References: [1],[2], [3] (main 3), [4], [5] (propeller rotation), PMID 17142059 (bend).. Licensed under Public Domain via Wikimedia Commons.

I should note that the depiction of the flagellum is not right in this image -- it should be shaped like a rigid helix or corkscrew with a fixed wavelength as you saw in the videos, not as a flexible whip. The tails of protists, plants, animals, and fungi are like that, but not bacteria.

These proteins get their power from the same chemical gradient that powers the cell itself -- the pumping of of subatomic particles called protons out of the cell by good ol' cellular respiration and the electron transport chain that we all learned about back in high school biology (the mitochondria in your cells, themselves descendants of bacteria, use a nearly identical process to power you. It's what all that oxygen you're so insistent about breathing is needed for).
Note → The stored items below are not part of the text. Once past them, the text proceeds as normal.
//! The detection loop
//!
//! One tick per captured frame. Inference runs only when the detection
//! interval has elapsed; in between, the previous detections are reused so
//! the display rate stays decoupled from inference cost. Presence state
//! machines, face signals, and outbound dispatch all advance on inference
//! ticks; annotation and FPS tracking advance on every tick.

use crate::annotate;
use crate::config::EngineConfig;
use crate::queues::OutputChannels;
use crate::EngineError;
use dispatch::{EventDispatcher, EventKind};
use face_signals::{ExpressionLabel, FaceSignal, FaceSignalAnalyzer};
use frame_capture::{FrameSource, VideoFrame};
use inference::{filter_persons, Detection, InferenceError, LandmarkModel, ObjectDetector};
use std::collections::HashMap;
use std::sync::atomic::{AtomicBool, AtomicU32, Ordering};
use std::sync::Arc;
use std::time::{Duration, Instant};
use tracing::{debug, info, warn};
use zone_presence::{validate_zone_set, PresenceTracker, ZoneDef};

/// Sad-expression confidence below this never triggers a notification
const SAD_CONFIDENCE_CUTOFF: f32 = 0.6;

/// Key used for signal events from faces outside every zone
const NO_ZONE_KEY: &str = "frame";

/// A display frame with its overlays already rendered
#[derive(Debug, Clone)]
pub struct AnnotatedFrame {
    pub frame: VideoFrame,
    /// Measured display rate at the time this frame was produced
    pub fps: f32,
}

/// Display-rate counter over a rolling one-second window
#[derive(Debug, Default)]
struct FpsCounter {
    window_start: Option<Instant>,
    frames: u32,
    current: f32,
}

impl FpsCounter {
    fn tick(&mut self, now: Instant) -> f32 {
        let start = *self.window_start.get_or_insert(now);
        self.frames += 1;
        let elapsed = now.duration_since(start);
        if elapsed >= Duration::from_secs(1) {
            self.current = self.frames as f32 / elapsed.as_secs_f32();
            self.frames = 0;
            self.window_start = Some(now);
        }
        self.current
    }
}

/// The synchronous detection engine. Owns the capture source, the models,
/// the per-zone trackers, and the producer side of the output queues.
///
/// Runs on a blocking worker thread; see `DetectionSession` for lifecycle.
pub struct DetectionEngine {
    config: EngineConfig,
    source: Box<dyn FrameSource>,
    detector: Box<dyn ObjectDetector>,
    landmarks: Option<Box<dyn LandmarkModel>>,
    zones: Vec<ZoneDef>,
    trackers: HashMap<String, PresenceTracker>,
    analyzer: FaceSignalAnalyzer,
    dispatcher: EventDispatcher,
    outputs: OutputChannels,
    fps: FpsCounter,
    fps_shared: Arc<AtomicU32>,
    /// Person detections from the last successful inference tick
    detections: Vec<Detection>,
    /// Face signals from the last inference tick, kept for annotation
    signals: Vec<FaceSignal>,
    /// Raw per-zone occupancy as of the last inference tick
    occupancy: HashMap<String, bool>,
    last_inference: Option<Instant>,
}

impl DetectionEngine {
    #[allow(clippy::too_many_arguments)]
    pub fn new(
        config: EngineConfig,
        zones: Vec<ZoneDef>,
        source: Box<dyn FrameSource>,
        detector: Box<dyn ObjectDetector>,
        landmarks: Option<Box<dyn LandmarkModel>>,
        dispatcher: EventDispatcher,
        outputs: OutputChannels,
        fps_shared: Arc<AtomicU32>,
    ) -> Result<Self, EngineError> {
        config.validate()?;
        validate_zone_set(&zones)?;

        if config.enable_face_analysis && landmarks.is_none() {
            warn!("face analysis enabled but no landmark model provided, signals disabled");
        }

        let trackers = zones
            .iter()
            .filter(|z| z.enabled)
            .map(|z| {
                (
                    z.id.clone(),
                    PresenceTracker::new(
                        z.id.clone(),
                        config.presence_threshold(),
                        config.absence_threshold(),
                    ),
                )
            })
            .collect();

        let analyzer = FaceSignalAnalyzer::new(config.signal_config());

        Ok(Self {
            config,
            source,
            detector,
            landmarks,
            zones,
            trackers,
            analyzer,
            dispatcher,
            outputs,
            fps: FpsCounter::default(),
            fps_shared,
            detections: Vec::new(),
            signals: Vec::new(),
            occupancy: HashMap::new(),
            last_inference: None,
        })
    }

    /// Run the capture loop until the source ends, a read fails, or the
    /// running flag is cleared. Clears the flag itself on exit so callers
    /// can observe completion.
    pub fn run(&mut self, running: Arc<AtomicBool>) {
        info!(
            source = %self.source.describe(),
            zones = self.zones.len(),
            interval_s = self.config.detection_interval_seconds,
            "detection loop started"
        );

        while running.load(Ordering::Relaxed) {
            let frame = match self.source.read_frame() {
                Ok(Some(frame)) => frame,
                Ok(None) => {
                    info!("capture source reached end of stream");
                    break;
                }
                Err(e) => {
                    warn!(error = %e, "frame read failed, stopping loop");
                    break;
                }
            };
            self.tick(&frame, Instant::now());
        }

        running.store(false, Ordering::Relaxed);
        info!("detection loop stopped");
    }

    /// Advance one display tick.
    fn tick(&mut self, frame: &VideoFrame, now: Instant) {
        let inference_due = self
            .last_inference
            .map_or(true, |t| now.duration_since(t) >= self.config.detection_interval());

        if inference_due {
            // A failed tick still consumes its inference slot, otherwise a
            // broken model would be re-invoked at display rate.
            self.last_inference = Some(now);
            match self.invoke_detector(frame) {
                Ok(raw) => {
                    self.detections = filter_persons(raw, self.config.confidence_threshold);
                    self.update_presence(now);
                    if self.config.enable_face_analysis {
                        self.analyze_faces(frame, now);
                    }
                }
                Err(e) => {
                    warn!(error = %e, "inference failed twice, reusing previous detections");
                }
            }
        }

        let annotated = annotate::annotate_frame(
            frame,
            &self.zones,
            &self.occupancy,
            &self.detections,
            &self.signals,
        );
        let fps = self.fps.tick(now);
        self.fps_shared.store(fps.to_bits(), Ordering::Relaxed);
        self.outputs.frames.push_rotate(AnnotatedFrame {
            frame: annotated,
            fps,
        });
    }

    /// Invoke the detector, retrying once on a copied frame buffer.
    fn invoke_detector(&mut self, frame: &VideoFrame) -> Result<Vec<Detection>, InferenceError> {
        match self.detector.detect(frame) {
            Ok(detections) => Ok(detections),
            Err(first) => {
                warn!(error = %first, "detector invocation failed, retrying once");
                let copy = frame.clone();
                self.detector.detect(&copy)
            }
        }
    }

    /// Feed raw occupancy into every zone's state machine and publish any
    /// confirmed transitions.
    fn update_presence(&mut self, now: Instant) {
        let centers: Vec<(f32, f32)> = self.detections.iter().map(|d| d.bbox.center()).collect();

        let occupied_by_zone: Vec<(String, bool)> = self
            .zones
            .iter()
            .filter(|z| z.enabled)
            .map(|zone| {
                let occupied = centers.iter().any(|&(x, y)| zone.contains(x, y));
                (zone.id.clone(), occupied)
            })
            .collect();

        for (zone_id, occupied) in occupied_by_zone {
            self.occupancy.insert(zone_id.clone(), occupied);
            let Some(tracker) = self.trackers.get_mut(&zone_id) else {
                continue;
            };
            if let Some(event) = tracker.observe(occupied, now) {
                info!(
                    zone = %event.zone_id,
                    status = ?event.status,
                    count = event.occupancy_count,
                    "zone transition confirmed"
                );
                self.dispatcher.dispatch_zone_event(&event, now);
                self.outputs.events.push_drop(event);
            }
            self.outputs.stats.push_drop(tracker.snapshot());
        }
    }

    /// Run the landmark model over each detected person and refresh the
    /// signal set. Sustained sad expressions above the confidence cutoff go
    /// to the dispatcher, keyed by the zone the face sits in.
    fn analyze_faces(&mut self, frame: &VideoFrame, now: Instant) {
        let Some(model) = self.landmarks.as_mut() else {
            self.signals.clear();
            return;
        };

        let mut collected: Vec<(FaceSignal, Option<String>)> = Vec::new();
        for det in &self.detections {
            let (cx, cy) = det.bbox.center();
            let zone_id = self
                .zones
                .iter()
                .find(|z| z.enabled && z.contains(cx, cy))
                .map(|z| z.id.clone());

            if self.config.face_analysis_roi_only && zone_id.is_none() {
                continue;
            }

            match model.analyze(frame, &det.bbox) {
                Ok(Some(points)) => {
                    if let Some(signal) = self.analyzer.analyze(frame, &det.bbox, &points) {
                        collected.push((signal, zone_id));
                    }
                }
                Ok(None) => debug!("no face found in detection region"),
                Err(e) => warn!(error = %e, "landmark model failed, null signal"),
            }
        }

        for (signal, zone_id) in &collected {
            if signal.expression.label == ExpressionLabel::Sad
                && signal.expression.confidence >= SAD_CONFIDENCE_CUTOFF
            {
                let zone = zone_id.as_deref().unwrap_or(NO_ZONE_KEY);
                let count = self
                    .trackers
                    .get(zone)
                    .map(|t| t.occupancy_count())
                    .unwrap_or(0);
                info!(
                    zone,
                    confidence = signal.expression.confidence,
                    "sustained sad expression"
                );
                self.dispatcher
                    .dispatch_signal_event(zone, EventKind::SadExpression, "sad", count, now);
            }
        }

        self.signals = collected.into_iter().map(|(s, _)| s).collect();
    }
}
Because the concentration of protons outside the cell is higher than that inside thanks to all this pumping, protons try to re-enter the cell by any means possible. The motor proteins in the MS ring of the bacterial flagellum provide such a pathway and harvest energy from the resultant flow of protons and use it to turn the tail. It's much like a water wheel harvesting the flow of falling water to turn a mill that grinds grain. Calculations show (according to my college microbiology text) that 1,000 protons must pass through the motor protein to power a single turn of the tail. Bacteria can also slow down or step on the gas by controlling the strength of the proton motive force.

All this is not to say that every bacterial motor is identical, although this is the impression one gets as a biology student. On the contrary, it appears that there is substantial variation in the details of the motor design, although the core machine is clearly the same. This is not surprising when you consider the enormous span of time over which life has evolved on Earth (well over 4 billion years, by current estimates), and the incredible variety of places that bacteria live and must navigate.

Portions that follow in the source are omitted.